01 gaps in rationals

This gap bothered Richard Dedekind in the 1850s. He was teaching calculus at Zürich and realized he couldn’t give a rigorous definition of continuity without first defining real numbers properly. His solution, published in 1872, remains one of the most elegant constructions in mathematics.

I’ve taught this material to undergraduate and graduate students for years. The concept clicks once you see it properly, but most textbooks bury the intuition under notation. This guide fixes that. We’ll build real numbers from scratch using nothing but rationals, and you’ll understand exactly why irrational numbers must exist.

Why Rational Numbers Aren’t Enough

Let \( \mathbf{Q} \) be the set of rational numbers. This set is an ordered field equipped with a “less than” relation. You can add, subtract, multiply, and divide (by non-zero elements) and stay within \( \mathbf{Q} \).

Between any two rational numbers, infinitely many other rationals exist. Pick \( \frac{1}{2} \) and \( \frac{3}{4} \). Their average \( \frac{5}{8} \) lies between them. Average again to get \( \frac{9}{16} \). You can continue forever.

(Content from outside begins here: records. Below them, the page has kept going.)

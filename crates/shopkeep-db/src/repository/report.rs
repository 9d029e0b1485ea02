//! # Report Repository
//!
//! Saved monthly snapshots (`monthly_reports`), one row per month.
//!
//! `top_products` is stored as a JSON array of `{name, quantity,
//! revenue_cents}` objects.

use chrono::{DateTime, Utc};
use sqlx::{FromRow, SqlitePool};
use tracing::{debug, info};
use uuid::Uuid;

use crate::error::{DbError, DbResult};
use shopkeep_core::report::{MonthlySummary, ReportPeriod};
use shopkeep_core::{MonthlyReport, TopProduct};

#[derive(Debug, FromRow)]
struct MonthlyReportRow {
    id: String,
    month: i64,
    year: i64,
    total_sales_cents: i64,
    total_cost_cents: i64,
    total_profit_cents: i64,
    total_orders: i64,
    top_products: String,
    created_at: DateTime<Utc>,
    updated_at: DateTime<Utc>,
}

impl TryFrom<MonthlyReportRow> for MonthlyReport {
    type Error = DbError;

    fn try_from(row: MonthlyReportRow) -> Result<Self, Self::Error> {
        let top_products: Vec<TopProduct> =
            serde_json::from_str(&row.top_products).map_err(|e| DbError::CorruptData {
                column: "monthly_reports.top_products".to_string(),
                reason: e.to_string(),
            })?;
        let month = u32::try_from(row.month).map_err(|e| DbError::CorruptData {
            column: "monthly_reports.month".to_string(),
            reason: e.to_string(),
        })?;
        let year = i32::try_from(row.year).map_err(|e| DbError::CorruptData {
            column: "monthly_reports.year".to_string(),
            reason: e.to_string(),
        })?;

        Ok(MonthlyReport {
            id: row.id,
            month,
            year,
            total_sales_cents: row.total_sales_cents,
            total_cost_cents: row.total_cost_cents,
            total_profit_cents: row.total_profit_cents,
            total_orders: row.total_orders,
            top_products,
            created_at: row.created_at,
            updated_at: row.updated_at,
        })
    }
}

const SELECT_REPORT: &str = r#"
    SELECT
        id, month, year,
        total_sales_cents, total_cost_cents, total_profit_cents,
        total_orders, top_products, created_at, updated_at
    FROM monthly_reports
"#;

#[derive(Debug, Clone)]
pub struct ReportRepository {
    pool: SqlitePool,
}

impl ReportRepository {
    pub fn new(pool: SqlitePool) -> Self {
        ReportRepository { pool }
    }

    /// Saves a summary, replacing any report already stored for its month.
    pub async fn upsert(&self, summary: &MonthlySummary) -> DbResult<MonthlyReport> {
        let top_products = serde_json::to_string(&summary.top_products).map_err(|e| {
            DbError::Internal(format!("Failed to encode top products: {e}"))
        })?;
        let now = Utc::now();

        debug!(
            month = summary.period.month,
            year = summary.period.year,
            "Saving monthly report"
        );

        sqlx::query(
            r#"
            INSERT INTO monthly_reports (
                id, month, year,
                total_sales_cents, total_cost_cents, total_profit_cents,
                total_orders, top_products, created_at, updated_at
            ) VALUES (?1, ?2, ?3, ?4, ?5, ?6, ?7, ?8, ?9, ?9)
            ON CONFLICT (month, year) DO UPDATE SET
                total_sales_cents = excluded.total_sales_cents,
                total_cost_cents = excluded.total_cost_cents,
                total_profit_cents = excluded.total_profit_cents,
                total_orders = excluded.total_orders,
                top_products = excluded.top_products,
                updated_at = excluded.updated_at
            "#,
        )
        .bind(Uuid::new_v4().to_string())
        .bind(i64::from(summary.period.month))
        .bind(i64::from(summary.period.year))
        .bind(summary.total_sales.cents())
        .bind(summary.total_cost.cents())
        .bind(summary.total_profit.cents())
        .bind(summary.total_orders)
        .bind(top_products)
        .bind(now)
        .execute(&self.pool)
        .await?;

        let saved = self
            .get(summary.period)
            .await?
            .ok_or_else(|| DbError::not_found("MonthlyReport", period_key(summary.period)))?;

        info!(id = %saved.id, month = saved.month, year = saved.year, "Monthly report saved");
        Ok(saved)
    }

    pub async fn get(&self, period: ReportPeriod) -> DbResult<Option<MonthlyReport>> {
        let row = sqlx::query_as::<_, MonthlyReportRow>(&format!(
            "{SELECT_REPORT} WHERE month = ?1 AND year = ?2"
        ))
        .bind(i64::from(period.month))
        .bind(i64::from(period.year))
        .fetch_optional(&self.pool)
        .await?;

        row.map(MonthlyReport::try_from).transpose()
    }

    /// Saved reports, most recent period first.
    pub async fn list(&self) -> DbResult<Vec<MonthlyReport>> {
        let rows = sqlx::query_as::<_, MonthlyReportRow>(&format!(
            "{SELECT_REPORT} ORDER BY year DESC, month DESC"
        ))
        .fetch_all(&self.pool)
        .await?;

        rows.into_iter().map(MonthlyReport::try_from).collect()
    }
}

fn period_key(period: ReportPeriod) -> String {
    format!("{}-{:02}", period.year, period.month)
}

This density property makes \( \mathbf{Q} \) appear complete. No gaps, right?

Wrong. The rationals are riddled with holes. Numbers like \( \sqrt{2} \), \( \sqrt{3} \), and \( \pi \) occupy positions on the number line where no rational number sits. These gaps break calculus. You can’t define limits properly when your number line has holes.

The Classic Proof That \( \sqrt{2} \) Is Irrational

Before constructing real numbers, let’s prove these gaps actually exist. We’ll show no rational number squares to give 2.

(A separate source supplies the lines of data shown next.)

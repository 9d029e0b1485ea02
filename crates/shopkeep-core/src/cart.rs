//! # Cart
//!
//! The in-progress list of products an operator is about to sell.
//!
//! ## Cart Operations
//! ```text
//! ┌─────────────────────────────────────────────────────────────────────────┐
//! │                         Cart Operations                                 │
//! │                                                                         │
//! │  add_line(product) ──────────► new line qty 1, or qty + 1 if it fits    │
//! │                                                                         │
//! │  change_quantity(id, ±n) ────► qty + n <= 0  → line removed             │
//! │                                qty + n > stock → InsufficientStock      │
//! │                                                                         │
//! │  remove_line(id) ────────────► line removed (no-op if absent)           │
//! │                                                                         │
//! │  set_custom_price(id, p) ────► p <= 0 or p > MAX → rejected             │
//! │                                                                         │
//! │  totals() ───────────────────► CartTotals (amount, cost, profit,        │
//! │                                            line discount)               │
//! └─────────────────────────────────────────────────────────────────────────┘
//! ```
//!
//! ## Invariants
//! - At most one line per product id
//! - `1 <= line.quantity <= line.product.quantity`
//! - `custom_price`, when set, is strictly positive
//!
//! Rejected operations never change the cart.

use std::collections::HashMap;

use serde::{Deserialize, Serialize};

use crate::error::{CoreError, CoreResult, ValidationError};
use crate::money::Money;
use crate::types::Product;

// =============================================================================
// Cart Line
// =============================================================================

/// One product in the cart.
///
/// The product is a snapshot taken when the line was created; stock checks
/// run against that snapshot's quantity.
#[derive(Debug, Clone, PartialEq, Serialize, Deserialize)]
pub struct CartLine {
    pub product: Product,
    pub quantity: i64,
    pub custom_price: Option<Money>,
}

impl CartLine {
    fn new(product: &Product) -> Self {
        CartLine {
            product: product.clone(),
            quantity: 1,
            custom_price: None,
        }
    }

    /// Custom price if set, otherwise the catalog selling price.
    #[inline]
    pub fn effective_price(&self) -> Money {
        self.custom_price
            .unwrap_or_else(|| self.product.selling_price())
    }

    pub fn amount(&self) -> Money {
        self.effective_price().multiply_quantity(self.quantity)
    }

    pub fn cost(&self) -> Money {
        self.product.purchase_price().multiply_quantity(self.quantity)
    }

    pub fn profit(&self) -> Money {
        (self.effective_price() - self.product.purchase_price()).multiply_quantity(self.quantity)
    }

    /// (catalog − effective) × quantity when a custom price is set.
    ///
    /// A custom price above the catalog price gives a negative value.
    pub fn discount(&self) -> Money {
        match self.custom_price {
            Some(custom) => (self.product.selling_price() - custom).multiply_quantity(self.quantity),
            None => Money::zero(),
        }
    }

    /// Line figures with overflow reported as `None`.
    fn checked_totals(&self) -> Option<CartTotals> {
        let qty = self.quantity;
        let effective = self.effective_price();
        let purchase = self.product.purchase_price();
        let line_discount = match self.custom_price {
            Some(custom) => self
                .product
                .selling_price()
                .checked_sub(custom)?
                .checked_mul_quantity(qty)?,
            None => Money::zero(),
        };

        Some(CartTotals {
            amount: effective.checked_mul_quantity(qty)?,
            cost: purchase.checked_mul_quantity(qty)?,
            profit: effective.checked_sub(purchase)?.checked_mul_quantity(qty)?,
            line_discount,
        })
    }

    /// Whether the catalog price should be shown struck through next to the
    /// custom price.
    pub fn is_marked_down(&self) -> bool {
        matches!(self.custom_price, Some(custom) if custom < self.product.selling_price())
    }
}

// =============================================================================
// Cart Totals
// =============================================================================

/// Subtotals over every line, before the order-level discount.
#[derive(Debug, Clone, Copy, PartialEq, Eq, Default, Serialize, Deserialize)]
pub struct CartTotals {
    pub amount: Money,
    pub cost: Money,
    pub profit: Money,
    pub line_discount: Money,
}

impl CartTotals {
    fn checked_add(self, other: CartTotals) -> Option<CartTotals> {
        Some(CartTotals {
            amount: self.amount.checked_add(other.amount)?,
            cost: self.cost.checked_add(other.cost)?,
            profit: self.profit.checked_add(other.profit)?,
            line_discount: self.line_discount.checked_add(other.line_discount)?,
        })
    }
}

// =============================================================================
// Cart
// =============================================================================

/// Cart lines keyed by product id, iterated in insertion order.
#[derive(Debug, Clone, Default, PartialEq, Serialize, Deserialize)]
pub struct Cart {
    lines: HashMap<String, CartLine>,
    order: Vec<String>,
}

impl Cart {
    pub fn new() -> Self {
        Cart::default()
    }

    /// Adds one unit of `product`.
    ///
    /// ## Example
    /// ```rust
    /// use shopkeep_core::cart::Cart;
    /// use shopkeep_core::money::Money;
    /// use shopkeep_core::types::Product;
    ///
    /// let soap = Product::new("Soap", "SOAP", Money::from_cents(80), Money::from_cents(150), 1);
    /// let mut cart = Cart::new();
    ///
    /// cart.add_line(&soap).unwrap();
    /// assert!(cart.add_line(&soap).is_err()); // only one in stock
    /// assert_eq!(cart.line(&soap.id).unwrap().quantity, 1);
    /// ```
    pub fn add_line(&mut self, product: &Product) -> CoreResult<()> {
        if let Some(line) = self.lines.get_mut(&product.id) {
            let requested = line.quantity + 1;
            if requested > line.product.quantity {
                return Err(CoreError::InsufficientStock {
                    code: line.product.code.clone(),
                    available: line.product.quantity,
                    requested,
                });
            }
            line.quantity = requested;
            return Ok(());
        }

        if product.quantity < 1 {
            return Err(CoreError::InsufficientStock {
                code: product.code.clone(),
                available: product.quantity,
                requested: 1,
            });
        }

        self.lines.insert(product.id.clone(), CartLine::new(product));
        self.order.push(product.id.clone());
        Ok(())
    }

    /// Adjusts a line's quantity by `delta`.
    ///
    /// A result of zero or less removes the line.
    pub fn change_quantity(&mut self, product_id: &str, delta: i64) -> CoreResult<()> {
        let current = self
            .lines
            .get(product_id)
            .map(|line| line.quantity)
            .ok_or_else(|| CoreError::NotInCart(product_id.to_string()))?;

        let requested = current.saturating_add(delta);
        if requested <= 0 {
            self.remove_line(product_id);
            return Ok(());
        }

        let Some(line) = self.lines.get_mut(product_id) else {
            return Err(CoreError::NotInCart(product_id.to_string()));
        };
        if requested > line.product.quantity {
            return Err(CoreError::InsufficientStock {
                code: line.product.code.clone(),
                available: line.product.quantity,
                requested,
            });
        }

        line.quantity = requested;
        Ok(())
    }

    pub fn remove_line(&mut self, product_id: &str) {
        if self.lines.remove(product_id).is_some() {
            self.order.retain(|id| id != product_id);
        }
    }

    /// Overrides the unit price of a line. `price` must be > 0 and at most
    /// [`Money::MAX`].
    pub fn set_custom_price(&mut self, product_id: &str, price: Money) -> CoreResult<()> {
        if !price.is_positive() {
            return Err(ValidationError::must_be_positive("custom price").into());
        }
        if price > Money::MAX {
            return Err(ValidationError::too_large("custom price").into());
        }

        let line = self
            .lines
            .get_mut(product_id)
            .ok_or_else(|| CoreError::NotInCart(product_id.to_string()))?;
        line.custom_price = Some(price);
        Ok(())
    }

    pub fn clear(&mut self) {
        self.lines.clear();
        self.order.clear();
    }

    pub fn line(&self, product_id: &str) -> Option<&CartLine> {
        self.lines.get(product_id)
    }

    /// Lines in the order they were first added.
    pub fn lines(&self) -> impl Iterator<Item = &CartLine> {
        self.order.iter().filter_map(|id| self.lines.get(id))
    }

    pub fn len(&self) -> usize {
        self.lines.len()
    }

    pub fn is_empty(&self) -> bool {
        self.lines.is_empty()
    }

    /// Total number of units across lines.
    pub fn total_quantity(&self) -> i64 {
        self.lines.values().map(|line| line.quantity).sum()
    }

    /// Totals for display. Amounts past the i64 range saturate; use
    /// [`Cart::checked_totals`] before anything is recorded.
    pub fn totals(&self) -> CartTotals {
        self.lines().fold(CartTotals::default(), |mut acc, line| {
            acc.amount += line.amount();
            acc.cost += line.cost();
            acc.profit += line.profit();
            acc.line_discount += line.discount();
            acc
        })
    }

    /// Totals, or `None` when any figure overflows.
    pub fn checked_totals(&self) -> Option<CartTotals> {
        self.lines()
            .try_fold(CartTotals::default(), |acc, line| acc.checked_add(line.checked_totals()?))
    }
}

// =============================================================================
// Unit Tests
// =============================================================================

Assume \( \sqrt{2} \) is rational. Then we can write \( \sqrt{2} = \frac{p}{q} \) where \( p \) and \( q \) are integers with no common factors. This “lowest terms” requirement is crucial.

Squaring both sides:
$$\left(\sqrt{2}\right)^2 = \frac{p^2}{q^2}$$
$$2 = \frac{p^2}{q^2}$$
$$p^2 = 2q^2$$

Since \( p^2 = 2q^2 \), the number \( p^2 \) is even. Here’s the key insight: the square of an odd number is always odd. (Check it: \( 3^2 = 9 \), \( 5^2 = 25 \), \( 7^2 = 49 \).) So if \( p^2 \) is even, \( p \) must be even.

Write \( p = 2m \) for some integer \( m \). Substituting back:
$$(2m)^2 = 2q^2$$
$$4m^2 = 2q^2$$
$$q^2 = 2m^2$$

By identical reasoning, \( q \) must also be even.

Now we have a contradiction. Both \( p \) and \( q \) are even, meaning they share 2 as a common factor. But we assumed they had no common factors. This contradiction proves our assumption was false. No rational number squares to give 2.

The same proof structure works for \( \sqrt{3} \), \( \sqrt{5} \), and any \( \sqrt{n} \) where \( n \) isn’t a perfect square. The rational numbers have infinitely many gaps.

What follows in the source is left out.